Ради дочери (она после смерти отца Алеши, ее первого мужа, должна была как-то устраивать свою женскую судьбу, в чем мальчик ей мешал) дед Каширин еще мог потерпеть маленького Пешкова в своем доме. Но по мере разорения Кашириных Алеша все больше становился обузой. Смерть дочери развязала Василию Васильевичу руки.

Дед Горького по материнской линии Василий Васильевич Каширин прожил долгую и насыщенную жизнь. Он родился в 1807 году в Нижегородской губернии в семье солдата Василия Даниловича Каширина, был крещен в Покровской церкви в Нижнем Новгороде, а в 1831 году в том же городе, но уже в Спасо-Преображенской церкви, венчался с девицей Акулиной Ивановной, дочерью нижегородского мещанина Ивана Яковлевича Муратова.

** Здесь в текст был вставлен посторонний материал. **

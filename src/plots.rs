//! PNG charts of marginal means and trend curves.
//!
//! Charts are drawn with [`plotters`] on a 1200x800 bitmap. Log-scale
//! responses are drawn back-transformed.

use anyhow::{Result, anyhow, bail};
use plotters::prelude::*;
use std::collections::BTreeMap;
use std::path::Path;
use tracing::debug;

use crate::means::{MarginalMean, TrendPoint};

const SIZE: (u32, u32) = (1200, 800);

/// Value range padded by 5% on each side, widened when degenerate.
fn padded_range(values: impl Iterator<Item = f64>) -> Option<(f64, f64)> {
    let (lo, hi) = values
        .filter(|v| v.is_finite())
        .fold((f64::INFINITY, f64::NEG_INFINITY), |(lo, hi), v| {
            (lo.min(v), hi.max(v))
        });
    if !lo.is_finite() {
        return None;
    }
    let pad = if hi > lo { (hi - lo) * 0.05 } else { lo.abs().max(1.0) * 0.1 };
    Some((lo - pad, hi + pad))
}

/// `(estimate, lower, upper)` on the scale the chart shows.
fn display_interval(m: &MarginalMean) -> (f64, f64, f64) {
    match (m.response, m.response_lower, m.response_upper) {
        (Some(e), Some(l), Some(u)) => (e, l, u),
        _ => (m.estimate, m.lower, m.upper),
    }
}

/// Marginal means with 95% interval bars, one column per level.
pub fn means_chart(means: &[MarginalMean], title: &str, y_label: &str, path: &Path) -> Result<()> {
    if means.is_empty() {
        bail!("no marginal means to plot");
    }
    let points: Vec<(f64, f64, f64)> = means.iter().map(display_interval).collect();
    let Some((y_lo, y_hi)) = padded_range(points.iter().flat_map(|(e, l, u)| [*e, *l, *u]))
    else {
        bail!("marginal means are not finite");
    };
    let labels: Vec<String> = means.iter().map(|m| m.level.clone()).collect();

    let root = BitMapBackend::new(path, SIZE).into_drawing_area();
    root.fill(&WHITE).map_err(|e| anyhow!("drawing area: {}", e))?;

    let mut chart = ChartBuilder::on(&root)
        .caption(title, ("sans-serif", 36))
        .margin(20)
        .x_label_area_size(60)
        .y_label_area_size(85)
        .build_cartesian_2d(-0.5..(labels.len() as f64 - 0.5), y_lo..y_hi)
        .map_err(|e| anyhow!("chart setup: {}", e))?;

    chart
        .configure_mesh()
        .disable_x_mesh()
        .x_labels(labels.len())
        .x_label_formatter(&|x| {
            let idx = x.round();
            if (x - idx).abs() < 1e-6 && idx >= 0.0 {
                labels.get(idx as usize).cloned().unwrap_or_default()
            } else {
                String::new()
            }
        })
        .x_desc(means[0].factor.as_str())
        .y_desc(y_label)
        .label_style(("sans-serif", 22))
        .draw()
        .map_err(|e| anyhow!("mesh: {}", e))?;

    chart
        .draw_series(points.iter().enumerate().map(|(i, (_, lo, hi))| {
            PathElement::new(vec![(i as f64, *lo), (i as f64, *hi)], BLACK.stroke_width(2))
        }))
        .map_err(|e| anyhow!("interval bars: {}", e))?;
    chart
        .draw_series(
            points
                .iter()
                .enumerate()
                .map(|(i, (est, _, _))| Circle::new((i as f64, *est), 6, BLUE.filled())),
        )
        .map_err(|e| anyhow!("points: {}", e))?;

    root.present().map_err(|e| anyhow!("saving {}: {}", path.display(), e))?;
    debug!(path = %path.display(), levels = means.len(), "Means chart written");
    Ok(())
}

/// One line per group, with thin lines marking the 95% interval.
pub fn trend_chart(
    curve: &[TrendPoint],
    log_response: bool,
    title: &str,
    x_label: &str,
    y_label: &str,
    path: &Path,
) -> Result<()> {
    let scale = |v: f64| if log_response { v.exp() } else { v };
    let mut groups: BTreeMap<&str, Vec<(f64, f64, f64, f64)>> = BTreeMap::new();
    for p in curve {
        groups.entry(p.group.as_str()).or_default().push((
            p.x,
            scale(p.estimate),
            scale(p.lower),
            scale(p.upper),
        ));
    }
    let Some((x_lo, x_hi)) = padded_range(curve.iter().map(|p| p.x)) else {
        bail!("no trend points to plot");
    };
    let Some((y_lo, y_hi)) = padded_range(
        groups
            .values()
            .flatten()
            .flat_map(|(_, e, l, u)| [*e, *l, *u]),
    ) else {
        bail!("trend predictions are not finite");
    };

    let root = BitMapBackend::new(path, SIZE).into_drawing_area();
    root.fill(&WHITE).map_err(|e| anyhow!("drawing area: {}", e))?;

    let mut chart = ChartBuilder::on(&root)
        .caption(title, ("sans-serif", 36))
        .margin(20)
        .x_label_area_size(60)
        .y_label_area_size(85)
        .build_cartesian_2d(x_lo..x_hi, y_lo..y_hi)
        .map_err(|e| anyhow!("chart setup: {}", e))?;

    chart
        .configure_mesh()
        .x_desc(x_label)
        .y_desc(y_label)
        .label_style(("sans-serif", 22))
        .draw()
        .map_err(|e| anyhow!("mesh: {}", e))?;

    for (i, (group, pts)) in groups.iter().enumerate() {
        let color = Palette99::pick(i).to_rgba();
        chart
            .draw_series(LineSeries::new(
                pts.iter().map(|(x, e, _, _)| (*x, *e)),
                color.stroke_width(3),
            ))
            .map_err(|e| anyhow!("line {}: {}", group, e))?
            .label(*group)
            .legend(move |(x, y)| {
                PathElement::new(vec![(x, y), (x + 20, y)], color.stroke_width(3))
            });
        for bound in [2usize, 3] {
            chart
                .draw_series(LineSeries::new(
                    pts.iter().map(move |p| (p.0, if bound == 2 { p.2 } else { p.3 })),
                    color.mix(0.4),
                ))
                .map_err(|e| anyhow!("interval {}: {}", group, e))?;
        }
    }

    if groups.len() > 1 {
        chart
            .configure_series_labels()
            .background_style(WHITE.mix(0.8))
            .border_style(BLACK)
            .label_font(("sans-serif", 22))
            .draw()
            .map_err(|e| anyhow!("legend: {}", e))?;
    }

    root.present().map_err(|e| anyhow!("saving {}: {}", path.display(), e))?;
    debug!(path = %path.display(), groups = groups.len(), "Trend chart written");
    Ok(())
}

Эти дальние родственные истоки Горького важны для выяснения подлинного, а не мифологического его социального происхождения. Социальные истоки Горького и по сей день вызывают у несведущих читателей разноречивые мнения. Остались люди, которые верят в миф о Горьком-босяке, трактуя это то в его пользу (бродяга, романтик), то в отрицательном смысле (хам, человек без почвы). Советский миф о «пролетарском писателе Максиме Горьком» породил представление о его «рабочей» и даже «пролетарской» закваске. В двадцатые годы, выступая в собрании эмигрантов, бывший соратник Горького по товариществу «Знание» Иван Бунин попытался развенчать миф о Горьком-босяке. И тотчас же создал новый – о Горьком-мещанине, вышедшем из богатой буржуазной семьи.

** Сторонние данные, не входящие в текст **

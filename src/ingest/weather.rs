//! Daily weather-station exports (GHCN-Daily CSV layout).

use anyhow::{Context, Result, bail};
use chrono::NaiveDate;
use serde::{Deserialize, Serialize};
use std::collections::BTreeMap;
use tracing::{debug, warn};

use super::{csv_reader, parse_value};
use crate::model::WeatherDay;

const MM_PER_INCH: f64 = 25.4;

/// Unit system of a weather export.
#[derive(Debug, Clone, Copy, Default, PartialEq, Eq, Serialize, Deserialize)]
#[serde(rename_all = "snake_case")]
pub enum WeatherUnits {
    /// millimetres and degrees Celsius
    #[default]
    Metric,
    /// inches and degrees Fahrenheit
    Standard,
}

#[derive(Debug, Deserialize)]
struct WeatherRow {
    #[serde(rename = "DATE")]
    date: String,
    #[serde(rename = "PRCP", default)]
    prcp: Option<String>,
    #[serde(rename = "TMAX", default)]
    tmax: Option<String>,
    #[serde(rename = "TMIN", default)]
    tmin: Option<String>,
}

fn fahrenheit_to_celsius(f: f64) -> f64 {
    (f - 32.0) * 5.0 / 9.0
}

/// Parses a weather export into one entry per date, sorted by date and
/// converted to metric units. A repeated date keeps the later row.
pub fn parse_weather(bytes: &[u8], units: WeatherUnits) -> Result<Vec<WeatherDay>> {
    let mut rdr = csv_reader(bytes);
    let mut days: BTreeMap<NaiveDate, WeatherDay> = BTreeMap::new();

    for (i, result) in rdr.deserialize::<WeatherRow>().enumerate() {
        let line = i + 2;
        let row = result.with_context(|| format!("weather export line {}", line))?;

        let date = match NaiveDate::parse_from_str(&row.date, "%Y-%m-%d")
            .or_else(|_| NaiveDate::parse_from_str(&row.date, "%m/%d/%Y"))
        {
            Ok(d) => d,
            Err(_) => bail!("line {}: unrecognized date {:?}", line, row.date),
        };

        let mut precip = parse_value(row.prcp.as_deref(), "PRCP", line)?;
        let mut tmax = parse_value(row.tmax.as_deref(), "TMAX", line)?;
        let mut tmin = parse_value(row.tmin.as_deref(), "TMIN", line)?;

        if units == WeatherUnits::Standard {
            precip = precip.map(|p| p * MM_PER_INCH);
            tmax = tmax.map(fahrenheit_to_celsius);
            tmin = tmin.map(fahrenheit_to_celsius);
        }

        let day = WeatherDay {
            date,
            precip_mm: precip,
            air_temp_max_c: tmax,
            air_temp_min_c: tmin,
        };

        if days.insert(date, day).is_some() {
            warn!(%date, line, "Duplicate weather date, keeping later row");
        }
    }

    debug!(days = days.len(), "Weather export parsed");
    Ok(days.into_values().collect())
}

#[cfg(test)]
mod tests {
    use super::*;

    #[test]
    fn test_parse_weather_metric() {
        let csv = "\
STATION,NAME,DATE,PRCP,TMAX,TMIN
US1,Airport,2019-06-02,0.0,25.0,14.0
US1,Airport,2019-06-01,12.7,22.0,
";
        let days = parse_weather(csv.as_bytes(), WeatherUnits::Metric).unwrap();
        assert_eq!(days.len(), 2);
        assert_eq!(days[0].date, NaiveDate::from_ymd_opt(2019, 6, 1).unwrap());
        assert_eq!(days[0].precip_mm, Some(12.7));
        assert_eq!(days[0].air_temp_min_c, None);
    }

    #[test]
    fn test_parse_weather_standard_units_converted() {
        let csv = "DATE,PRCP,TMAX,TMIN\n2019-06-01,0.5,212,32\n";
        let days = parse_weather(csv.as_bytes(), WeatherUnits::Standard).unwrap();
        assert!((days[0].precip_mm.unwrap() - 12.7).abs() < 1e-9);
        assert!((days[0].air_temp_max_c.unwrap() - 100.0).abs() < 1e-9);
        assert!(days[0].air_temp_min_c.unwrap().abs() < 1e-9);
    }

    #[test]
    fn test_parse_weather_duplicate_date_keeps_later() {
        let csv = "DATE,PRCP\n2019-06-01,1.0\n2019-06-01,3.0\n";
        let days = parse_weather(csv.as_bytes(), WeatherUnits::Metric).unwrap();
        assert_eq!(days.len(), 1);
        assert_eq!(days[0].precip_mm, Some(3.0));
    }
}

Бунин публично «удивлялся», читая свой очерк о Горьком. Вот, мол, открыл словарь Брокгауза и Ефрона, а там… Но, развенчивая действительный миф о Горьком-пролетарии, Бунин почему-то «забывал» о его действительно трудовом раннем детстве. Как будто не были еще написаны повести «Детство» и «В людях». Как будто, общаясь с Горьким в начале века, он не видел перед собой человека, который прошел не только сквозь медные трубы славы, но и сквозь огонь, и воду. Поставив перед собой задачу доказать, что слава Горького несоразмерна с его творческими достижениями, Бунин делал акцент на биографическом «трюке», который якобы проделал Горький. Внук богатого владельца красильной мастерской заставил публику считать себя изгоем и бродягой.